- Required action
Every line below that has the string "ViewRepository" needs to be copied.

Collected data:
■ ■ ■ ■ ■

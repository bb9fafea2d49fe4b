use std::sync::Arc;
use async_trait::async_trait;
use cqrs_es::{
    persist::{PersistenceError, ViewContext, ViewRepository},
    Aggregate, EventEnvelope, View as CqrsView,
};
use serde::{Deserialize, Serialize};
use super::{Order, AGGREGATE_TYPE};

#[derive(Clone, Debug, Default, Serialize, Deserialize, Eq, PartialEq)]
pub struct View {
    pub aggregate_type: String,
    pub command_id: String,
    pub id: String,
    pub order: Order,
}

impl CqrsView<Order> for View {
    fn update(&mut self, event: &EventEnvelope<Order>) {
        self.id.clone_from(&event.aggregate_id);
        self.aggregate_type = AGGREGATE_TYPE.to_string();
        self.command_id = event
            .metadata
            .get("command_id")
            .unwrap_or(&"".to_string())
            .to_string();
        self.order.apply(event.payload.clone());
    }
}

pub struct Query {
    repo: Arc<Box<dyn ViewRepository<View, Order>>>,
}

impl Query {
    pub fn new(repo: Arc<Box<dyn ViewRepository<View, Order>>>) -> Self {
        Self { repo }
    }

    async fn update(
        &self,
        order_id: &str,
        events: &[EventEnvelope<Order>],
    ) -> Result<(), PersistenceError> {
        let (mut view, view_context) = match self.repo.load_with_context(order_id).await? {
            None => {
                let view_context = ViewContext::new(order_id.to_string(), 0);
                (Default::default(), view_context)
            }
            Some((view, context)) => (view, context),
        };

        for event in events {
            view.update(event);
        }

        self.repo.update_view(view, view_context).await
    }
}

#[async_trait]
impl cqrs_es::Query<Order> for Query {
    async fn dispatch(&self, order_id: &str, events: &[EventEnvelope<Order>]) {
        if let Err(err) = self.update(order_id, events).await {
            eprintln!("OrderQuery error for {}: {}", order_id, err);
        }
    }
}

■ ■ ■ ■ ■

- Response
    persist::{PersistenceError, ViewContext, ViewRepository},
    repo: Arc<Box<dyn ViewRepository<View, Order>>>,
    pub fn new(repo: Arc<Box<dyn ViewRepository<View, Order>>>) -> Self {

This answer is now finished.